Let's talk about a flashpoint that was released relatively late into the game and yet still managed to have a huge effect on The Old Republic - both by introducing a successful new concept to the game and by showing how not to do certain things: I'm talking about Kuat Drive Yards.
General Facts
Kuat Drive Yards, or KDY as people quickly started to call it, was added as part of patch 2.6, Galactic Starfighter's official launch, in February 2014. It was the first true tactical flashpoint in the sense that it was both role-neutral and allowed characters of different levels to play together. The term "tactical" was specifically introduced to describe this, though it was mostly applied to flashpoints that were simply role-neutral in the immediate months afterwards, since there were no others that had level scaling.
To this day it only has a single difficulty, without a solo or hard mode, though at launch it was at least split into a levelling and a max-level version, which is no longer the case.
KDY was also the first and only flashpoint to attempt a sort of "modular" design, in that each run puts you up against two out of five different scenarios and one out of three different end bosses, making no two runs exactly the same.
Fights
Your enemies are combatants of the enemy faction, though they are extremely generic.
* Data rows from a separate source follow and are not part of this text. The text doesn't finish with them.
//! Batch compile over translation-unit files

use anyhow::{bail, Context, Result};
use rsreflect_codegen::{Codegen, PlanGenerator};
use rsreflect_core::descriptor::DescId;
use rsreflect_core::{Batch, BatchSummary, DescriptorTable, ExportContext, TranslationUnit, UnitReport};
use serde::Serialize;
use std::fs;
use std::path::{Path, PathBuf};
use tracing::{debug, info, warn};
use walkdir::WalkDir;

use crate::config::{Config, Emit};

/// Extension of serialized translation units.
pub const UNIT_EXTENSION: &str = "json";

#[derive(Debug)]
pub struct RunOutcome {
    pub summary: BatchSummary,
    pub reports: Vec<UnitReport>,
    /// Files written into the output directory, in compile order
    pub written: Vec<PathBuf>,
}

/// Descriptor output for one file: the shared table plus the node of each
/// named export type.
#[derive(Debug, Serialize)]
struct DescriptorDump<'a> {
    script: &'a str,
    types: Vec<(String, DescId)>,
    table: &'a DescriptorTable,
}

/// Expands directories into the unit files below them, sorted by path.
/// Plain file arguments are taken as given.
pub fn discover_units(inputs: &[PathBuf]) -> Result<Vec<PathBuf>> {
    let mut units = Vec::new();
    for input in inputs {
        if input.is_dir() {
            let mut found = Vec::new();
            for entry in WalkDir::new(input).follow_links(true) {
                let entry = entry.with_context(|| format!("Failed to walk {}", input.display()))?;
                let path = entry.path();
                if entry.file_type().is_file()
                    && path.extension().and_then(|e| e.to_str()) == Some(UNIT_EXTENSION)
                {
                    found.push(path.to_path_buf());
                }
            }
            found.sort();
            units.extend(found);
        } else if input.is_file() {
            units.push(input.clone());
        } else {
            bail!("input not found: {}", input.display());
        }
    }
    Ok(units)
}

pub fn load_unit(path: &Path) -> Result<TranslationUnit> {
    let content = fs::read_to_string(path)
        .with_context(|| format!("Failed to read translation unit: {}", path.display()))?;
    serde_json::from_str(&content)
        .with_context(|| format!("Failed to parse translation unit: {}", path.display()))
}

/// Renders the configured output for the file currently held by `context`.
pub fn render(context: &mut ExportContext, emit: Emit) -> Result<Vec<u8>> {
    match emit {
        Emit::Plan => Ok(PlanGenerator.generate(context)?.into_bytes()),
        Emit::Json | Emit::Binary => {
            let named: Vec<(String, _)> = context
                .export_types()
                .map(|(name, id)| (name.to_string(), id))
                .collect();
            let arena = context.arena_mut();
            let types: Vec<(String, DescId)> = named
                .into_iter()
                .map(|(name, id)| {
                    let desc = arena.to_descriptor(id);
                    (name, desc)
                })
                .collect();
            if emit == Emit::Binary {
                return Ok(arena.descriptors().encode()?);
            }
            let dump = DescriptorDump {
                script: context.file_name(),
                types,
                table: context.arena().descriptors(),
            };
            Ok(serde_json::to_vec_pretty(&dump)?)
        }
    }
}

fn output_path(dir: &Path, unit_file: &str, emit: Emit) -> PathBuf {
    let stem = Path::new(unit_file)
        .file_stem()
        .and_then(|s| s.to_str())
        .unwrap_or("unit");
    dir.join(format!("{}.{}", stem, emit.extension()))
}

/// Compiles every unit under `inputs` against one registry.
///
/// A file that fails export is reported and skipped; the remaining files
/// are still compiled. Without an output directory, text output goes to
/// stdout.
pub fn run(config: &Config, inputs: &[PathBuf]) -> Result<RunOutcome> {
    if config.emit == Emit::Binary && config.output_dir.is_none() {
        bail!("binary output requires an output directory");
    }
    if let Some(dir) = &config.output_dir {
        fs::create_dir_all(dir)
            .with_context(|| format!("Failed to create output directory: {}", dir.display()))?;
    }
    compile_all(config, inputs, true)
}

/// Same batch as [`run`] without rendering anything.
pub fn check(config: &Config, inputs: &[PathBuf]) -> Result<RunOutcome> {
    compile_all(config, inputs, false)
}

fn compile_all(config: &Config, inputs: &[PathBuf], emit_output: bool) -> Result<RunOutcome> {
    let options = config.target_options()?;
    let files = discover_units(inputs)?;
    if files.is_empty() {
        bail!("no translation units found");
    }

    info!("compiling {} translation unit(s) at API level {}", files.len(), options.api);
    let mut batch = Batch::new(options);
    let mut written = Vec::new();
    for path in &files {
        let unit = load_unit(path)?;
        let report = batch.compile(&unit);
        if !report.success {
            warn!("{}: export failed\n{}", report.file, report.diagnostics.format_compact());
            continue;
        }
        for warning in report.diagnostics.warnings() {
            warn!("{}: {}", report.file, warning);
        }
        if !emit_output {
            continue;
        }

        let bytes = render(batch.context_mut(), config.emit)?;
        match &config.output_dir {
            Some(dir) => {
                let target = output_path(dir, &report.file, config.emit);
                fs::write(&target, &bytes)
                    .with_context(|| format!("Failed to write {}", target.display()))?;
                debug!("wrote {}", target.display());
                written.push(target);
            }
            None => println!("{}", String::from_utf8_lossy(&bytes)),
        }
    }

    let reports = batch.reports().to_vec();
    let summary = batch.finish();
    info!(
        "{} file(s), {} failed, {} shared type(s)",
        summary.files,
        summary.failed.len(),
        summary.registered_types
    );
    Ok(RunOutcome {
        summary,
        reports,
        written,
    })
}

/// Decodes a binary descriptor file into its JSON form.
pub fn inspect(path: &Path) -> Result<String> {
    let bytes = fs::read(path).with_context(|| format!("Failed to read {}", path.display()))?;
    let table = DescriptorTable::decode(&bytes)
        .with_context(|| format!("Invalid descriptor file: {}", path.display()))?;
    Ok(serde_json::to_string_pretty(&table)?)
}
Having been designed to be defeatable by a group of level fifteens with no useful skills, the vast majority of mob groups in KDY are extremely weak and barely any larger or stronger than something that you might encounter while questing solo out in the world. The most likely thing to challenge your group if you don't have a healer are the random mini bosses in each scenario, as they have champion levels of health but are not surrounded by kolto stations, so your group needs to find a way to chew through those hitpoints without heals if necessary.
As mentioned, you are up against a random two out of five possible scenarios in each run. The options are:
Armoury: Run around blowing up some weapon stockpiles.
Cannons: Seize some cannon emplacements - in practice, this doesn't feel very different from the armoury; there are just fewer things to click on and the room has a different shape.
Hangar Bay: This one has you fighting off waves of mobs that are trying to take over the hangar, which makes for at least a bit of a change of pace. Also, the last mob spawn is actually at least moderately hard and can cause people to die.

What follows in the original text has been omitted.